Using the entries that follow, write out the line containing "maturity == 5.0));", the line containing "0.005, 1.5, 3.0]);", and every line between them, exactly and nothing else.
** Opening GIVEN DATA block **
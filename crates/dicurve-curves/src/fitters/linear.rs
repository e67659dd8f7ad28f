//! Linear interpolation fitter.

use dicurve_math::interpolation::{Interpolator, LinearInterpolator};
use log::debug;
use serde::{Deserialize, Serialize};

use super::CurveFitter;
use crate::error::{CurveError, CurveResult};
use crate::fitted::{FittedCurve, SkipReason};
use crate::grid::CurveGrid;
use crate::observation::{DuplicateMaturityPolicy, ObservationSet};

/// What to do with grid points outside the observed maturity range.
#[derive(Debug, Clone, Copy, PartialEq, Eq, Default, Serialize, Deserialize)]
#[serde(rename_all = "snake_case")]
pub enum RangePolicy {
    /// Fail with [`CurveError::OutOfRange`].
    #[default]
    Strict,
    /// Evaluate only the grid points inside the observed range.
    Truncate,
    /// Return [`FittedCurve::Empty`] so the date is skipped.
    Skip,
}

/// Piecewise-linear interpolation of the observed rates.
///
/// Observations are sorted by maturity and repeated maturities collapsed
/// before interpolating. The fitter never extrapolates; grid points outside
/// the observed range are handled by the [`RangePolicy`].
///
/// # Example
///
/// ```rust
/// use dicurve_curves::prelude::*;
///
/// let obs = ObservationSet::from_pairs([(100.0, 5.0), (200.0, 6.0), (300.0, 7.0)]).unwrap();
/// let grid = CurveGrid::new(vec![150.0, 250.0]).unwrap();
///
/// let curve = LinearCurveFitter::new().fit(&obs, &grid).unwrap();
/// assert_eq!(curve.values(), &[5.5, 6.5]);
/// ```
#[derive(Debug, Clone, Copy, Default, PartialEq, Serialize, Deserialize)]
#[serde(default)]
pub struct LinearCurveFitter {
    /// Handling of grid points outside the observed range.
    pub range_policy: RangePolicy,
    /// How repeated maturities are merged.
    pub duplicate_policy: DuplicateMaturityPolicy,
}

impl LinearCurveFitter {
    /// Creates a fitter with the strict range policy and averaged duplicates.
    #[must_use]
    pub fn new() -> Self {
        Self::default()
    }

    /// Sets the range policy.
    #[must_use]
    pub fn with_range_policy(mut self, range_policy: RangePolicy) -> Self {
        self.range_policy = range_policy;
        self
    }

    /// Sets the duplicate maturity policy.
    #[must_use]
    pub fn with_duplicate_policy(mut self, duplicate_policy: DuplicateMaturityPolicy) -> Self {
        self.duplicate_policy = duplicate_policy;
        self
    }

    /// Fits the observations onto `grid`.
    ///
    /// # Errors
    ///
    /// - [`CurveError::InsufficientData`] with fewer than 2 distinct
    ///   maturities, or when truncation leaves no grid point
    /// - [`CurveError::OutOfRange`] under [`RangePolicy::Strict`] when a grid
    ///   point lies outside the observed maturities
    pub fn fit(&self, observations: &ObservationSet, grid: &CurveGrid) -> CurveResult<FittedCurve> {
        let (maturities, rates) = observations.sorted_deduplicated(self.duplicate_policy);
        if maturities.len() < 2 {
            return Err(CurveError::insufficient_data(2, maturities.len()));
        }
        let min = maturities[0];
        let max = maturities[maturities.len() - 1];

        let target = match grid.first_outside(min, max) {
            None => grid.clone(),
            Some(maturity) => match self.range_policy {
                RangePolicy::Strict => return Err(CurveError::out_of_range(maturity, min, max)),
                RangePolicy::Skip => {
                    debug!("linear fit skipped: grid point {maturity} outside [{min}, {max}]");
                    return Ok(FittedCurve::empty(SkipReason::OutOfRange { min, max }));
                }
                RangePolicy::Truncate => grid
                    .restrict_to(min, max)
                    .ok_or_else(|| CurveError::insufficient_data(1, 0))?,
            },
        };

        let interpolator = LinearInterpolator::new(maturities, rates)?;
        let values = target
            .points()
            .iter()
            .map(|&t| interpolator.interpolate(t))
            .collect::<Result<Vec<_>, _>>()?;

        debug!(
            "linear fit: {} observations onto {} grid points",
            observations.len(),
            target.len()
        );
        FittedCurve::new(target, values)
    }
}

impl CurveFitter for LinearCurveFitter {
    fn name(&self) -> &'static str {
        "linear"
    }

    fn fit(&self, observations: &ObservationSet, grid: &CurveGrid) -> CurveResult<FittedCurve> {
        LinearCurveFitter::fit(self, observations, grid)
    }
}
** Closing GIVEN DATA block **
** Opening GIVEN DATA block **
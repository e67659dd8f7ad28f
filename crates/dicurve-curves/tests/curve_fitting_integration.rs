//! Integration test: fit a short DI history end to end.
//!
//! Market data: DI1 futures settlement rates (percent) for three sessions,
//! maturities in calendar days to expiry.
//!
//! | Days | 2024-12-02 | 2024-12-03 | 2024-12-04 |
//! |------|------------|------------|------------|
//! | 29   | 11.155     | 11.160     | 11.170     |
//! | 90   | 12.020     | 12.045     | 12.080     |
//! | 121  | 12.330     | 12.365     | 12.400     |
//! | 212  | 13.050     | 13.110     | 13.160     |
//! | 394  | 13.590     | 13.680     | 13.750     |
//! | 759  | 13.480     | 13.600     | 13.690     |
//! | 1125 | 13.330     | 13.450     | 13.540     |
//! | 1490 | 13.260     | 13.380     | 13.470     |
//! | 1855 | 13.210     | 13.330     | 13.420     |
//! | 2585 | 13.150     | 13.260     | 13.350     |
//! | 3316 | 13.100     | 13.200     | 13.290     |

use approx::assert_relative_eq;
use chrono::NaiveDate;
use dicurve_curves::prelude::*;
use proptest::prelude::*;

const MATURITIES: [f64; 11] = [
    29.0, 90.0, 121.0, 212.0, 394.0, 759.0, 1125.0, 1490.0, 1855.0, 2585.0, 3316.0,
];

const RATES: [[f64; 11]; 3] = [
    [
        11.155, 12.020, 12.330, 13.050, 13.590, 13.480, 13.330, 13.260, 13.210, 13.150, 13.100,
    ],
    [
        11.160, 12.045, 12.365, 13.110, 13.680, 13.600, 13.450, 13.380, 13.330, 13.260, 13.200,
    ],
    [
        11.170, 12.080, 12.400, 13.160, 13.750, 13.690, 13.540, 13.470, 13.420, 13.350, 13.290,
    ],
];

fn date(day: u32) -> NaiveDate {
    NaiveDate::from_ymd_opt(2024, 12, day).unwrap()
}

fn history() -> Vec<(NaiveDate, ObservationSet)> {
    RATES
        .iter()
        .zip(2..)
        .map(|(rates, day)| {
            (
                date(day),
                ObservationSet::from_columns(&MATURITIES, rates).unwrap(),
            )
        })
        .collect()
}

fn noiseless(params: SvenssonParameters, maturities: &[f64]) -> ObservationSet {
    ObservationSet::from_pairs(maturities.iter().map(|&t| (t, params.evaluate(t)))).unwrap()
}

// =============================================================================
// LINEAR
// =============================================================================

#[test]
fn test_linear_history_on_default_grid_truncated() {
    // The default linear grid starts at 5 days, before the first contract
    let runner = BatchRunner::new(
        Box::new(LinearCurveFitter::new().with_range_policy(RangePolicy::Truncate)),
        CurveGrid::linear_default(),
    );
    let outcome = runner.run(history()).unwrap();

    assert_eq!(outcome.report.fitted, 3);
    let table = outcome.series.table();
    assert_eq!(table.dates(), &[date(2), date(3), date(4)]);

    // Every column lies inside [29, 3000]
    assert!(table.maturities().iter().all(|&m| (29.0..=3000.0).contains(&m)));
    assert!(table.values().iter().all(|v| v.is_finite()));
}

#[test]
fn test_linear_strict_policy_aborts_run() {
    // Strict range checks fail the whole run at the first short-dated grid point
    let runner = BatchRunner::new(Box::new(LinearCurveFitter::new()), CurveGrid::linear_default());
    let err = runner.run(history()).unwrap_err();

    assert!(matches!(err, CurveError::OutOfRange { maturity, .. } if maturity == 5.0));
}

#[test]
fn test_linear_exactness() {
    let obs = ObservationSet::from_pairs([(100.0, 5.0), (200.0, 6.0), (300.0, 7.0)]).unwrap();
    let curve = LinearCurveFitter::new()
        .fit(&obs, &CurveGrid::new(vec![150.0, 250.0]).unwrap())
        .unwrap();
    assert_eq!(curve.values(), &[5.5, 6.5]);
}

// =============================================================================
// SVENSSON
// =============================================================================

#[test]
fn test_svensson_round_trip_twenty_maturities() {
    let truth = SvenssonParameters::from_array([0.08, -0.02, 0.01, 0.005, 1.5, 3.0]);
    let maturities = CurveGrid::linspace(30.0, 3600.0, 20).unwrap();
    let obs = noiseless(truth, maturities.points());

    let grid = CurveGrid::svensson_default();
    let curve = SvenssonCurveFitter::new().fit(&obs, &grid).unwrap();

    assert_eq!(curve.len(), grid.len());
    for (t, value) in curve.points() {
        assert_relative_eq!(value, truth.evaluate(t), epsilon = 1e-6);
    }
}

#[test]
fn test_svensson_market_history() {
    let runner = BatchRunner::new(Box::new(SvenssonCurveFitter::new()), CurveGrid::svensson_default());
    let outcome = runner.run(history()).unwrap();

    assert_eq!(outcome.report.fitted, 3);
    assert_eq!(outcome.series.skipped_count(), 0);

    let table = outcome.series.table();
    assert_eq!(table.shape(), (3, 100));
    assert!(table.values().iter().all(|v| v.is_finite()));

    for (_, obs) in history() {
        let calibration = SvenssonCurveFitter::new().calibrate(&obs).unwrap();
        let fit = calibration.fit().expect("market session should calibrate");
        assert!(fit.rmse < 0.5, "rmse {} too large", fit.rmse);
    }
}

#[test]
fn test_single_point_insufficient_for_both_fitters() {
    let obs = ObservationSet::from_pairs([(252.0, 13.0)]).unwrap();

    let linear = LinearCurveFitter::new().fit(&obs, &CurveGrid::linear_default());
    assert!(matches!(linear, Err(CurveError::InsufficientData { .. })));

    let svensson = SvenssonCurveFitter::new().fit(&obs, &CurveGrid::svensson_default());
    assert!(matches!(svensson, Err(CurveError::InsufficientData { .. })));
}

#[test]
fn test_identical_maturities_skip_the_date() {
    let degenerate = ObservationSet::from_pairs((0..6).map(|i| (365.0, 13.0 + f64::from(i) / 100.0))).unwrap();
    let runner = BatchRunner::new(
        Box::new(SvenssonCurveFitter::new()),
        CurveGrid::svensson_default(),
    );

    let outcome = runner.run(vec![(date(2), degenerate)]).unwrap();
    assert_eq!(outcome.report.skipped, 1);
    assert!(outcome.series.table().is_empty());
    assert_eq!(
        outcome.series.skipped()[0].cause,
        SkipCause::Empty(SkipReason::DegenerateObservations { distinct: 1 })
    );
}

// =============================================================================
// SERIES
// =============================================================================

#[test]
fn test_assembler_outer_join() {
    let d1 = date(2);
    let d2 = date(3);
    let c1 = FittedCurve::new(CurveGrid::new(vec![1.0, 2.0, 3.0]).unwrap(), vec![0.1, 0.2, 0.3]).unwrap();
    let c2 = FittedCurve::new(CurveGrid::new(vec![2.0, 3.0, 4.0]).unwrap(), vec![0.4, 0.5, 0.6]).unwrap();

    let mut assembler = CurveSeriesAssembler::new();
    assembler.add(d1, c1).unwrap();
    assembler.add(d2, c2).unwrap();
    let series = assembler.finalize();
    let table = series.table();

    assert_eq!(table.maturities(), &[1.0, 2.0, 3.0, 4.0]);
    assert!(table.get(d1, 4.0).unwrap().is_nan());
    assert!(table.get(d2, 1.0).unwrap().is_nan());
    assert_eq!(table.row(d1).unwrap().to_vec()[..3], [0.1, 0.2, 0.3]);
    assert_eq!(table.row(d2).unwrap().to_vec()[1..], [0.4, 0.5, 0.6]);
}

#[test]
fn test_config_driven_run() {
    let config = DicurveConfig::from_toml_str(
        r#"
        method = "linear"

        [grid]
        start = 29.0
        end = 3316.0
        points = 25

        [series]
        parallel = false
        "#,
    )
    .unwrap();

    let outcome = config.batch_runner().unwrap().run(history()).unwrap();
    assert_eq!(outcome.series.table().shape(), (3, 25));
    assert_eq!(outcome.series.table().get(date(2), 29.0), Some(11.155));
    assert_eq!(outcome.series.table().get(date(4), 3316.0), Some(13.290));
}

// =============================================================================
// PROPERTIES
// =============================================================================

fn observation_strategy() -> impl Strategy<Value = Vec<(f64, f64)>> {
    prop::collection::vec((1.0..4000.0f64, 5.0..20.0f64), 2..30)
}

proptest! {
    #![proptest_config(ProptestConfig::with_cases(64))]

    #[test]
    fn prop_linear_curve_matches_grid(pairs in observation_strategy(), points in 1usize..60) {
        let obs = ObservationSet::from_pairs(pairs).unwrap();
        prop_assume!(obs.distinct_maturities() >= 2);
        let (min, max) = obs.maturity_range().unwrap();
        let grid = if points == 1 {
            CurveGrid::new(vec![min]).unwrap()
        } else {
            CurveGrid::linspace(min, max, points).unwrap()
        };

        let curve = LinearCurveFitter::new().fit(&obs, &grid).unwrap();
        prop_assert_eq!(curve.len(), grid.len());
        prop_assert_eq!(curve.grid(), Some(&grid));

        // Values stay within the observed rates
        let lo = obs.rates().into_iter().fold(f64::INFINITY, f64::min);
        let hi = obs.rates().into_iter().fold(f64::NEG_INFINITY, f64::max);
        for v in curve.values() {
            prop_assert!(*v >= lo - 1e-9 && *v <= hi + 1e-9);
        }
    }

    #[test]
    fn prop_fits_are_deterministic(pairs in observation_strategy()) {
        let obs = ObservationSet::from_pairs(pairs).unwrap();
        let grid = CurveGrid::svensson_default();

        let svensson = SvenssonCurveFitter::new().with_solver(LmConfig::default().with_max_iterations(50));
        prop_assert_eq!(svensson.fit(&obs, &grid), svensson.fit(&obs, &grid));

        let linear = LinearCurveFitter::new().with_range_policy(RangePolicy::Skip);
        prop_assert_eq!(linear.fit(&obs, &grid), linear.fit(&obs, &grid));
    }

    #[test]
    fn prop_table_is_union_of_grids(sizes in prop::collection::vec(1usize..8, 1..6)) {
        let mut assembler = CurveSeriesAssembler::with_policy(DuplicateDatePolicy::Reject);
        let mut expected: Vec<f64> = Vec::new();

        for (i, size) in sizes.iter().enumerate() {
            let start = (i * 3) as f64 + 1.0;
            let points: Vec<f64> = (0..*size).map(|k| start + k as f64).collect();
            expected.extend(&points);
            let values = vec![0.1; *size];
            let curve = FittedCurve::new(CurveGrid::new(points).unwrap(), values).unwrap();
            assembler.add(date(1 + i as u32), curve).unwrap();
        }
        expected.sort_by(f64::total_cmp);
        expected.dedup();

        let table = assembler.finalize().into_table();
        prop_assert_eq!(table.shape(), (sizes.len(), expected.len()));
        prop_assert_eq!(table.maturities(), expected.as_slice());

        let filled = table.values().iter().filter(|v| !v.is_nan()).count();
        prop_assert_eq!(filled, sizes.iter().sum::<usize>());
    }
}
** Closing GIVEN DATA block **
• WRITTEN SOLUTION:
    assert!(matches!(err, CurveError::OutOfRange { maturity, .. } if maturity == 5.0));
}

#[test]
fn test_linear_exactness() {
    let obs = ObservationSet::from_pairs([(100.0, 5.0), (200.0, 6.0), (300.0, 7.0)]).unwrap();
    let curve = LinearCurveFitter::new()
        .fit(&obs, &CurveGrid::new(vec![150.0, 250.0]).unwrap())
        .unwrap();
    assert_eq!(curve.values(), &[5.5, 6.5]);
}

// =============================================================================
// SVENSSON
// =============================================================================

#[test]
fn test_svensson_round_trip_twenty_maturities() {
    let truth = SvenssonParameters::from_array([0.08, -0.02, 0.01, 0.005, 1.5, 3.0]);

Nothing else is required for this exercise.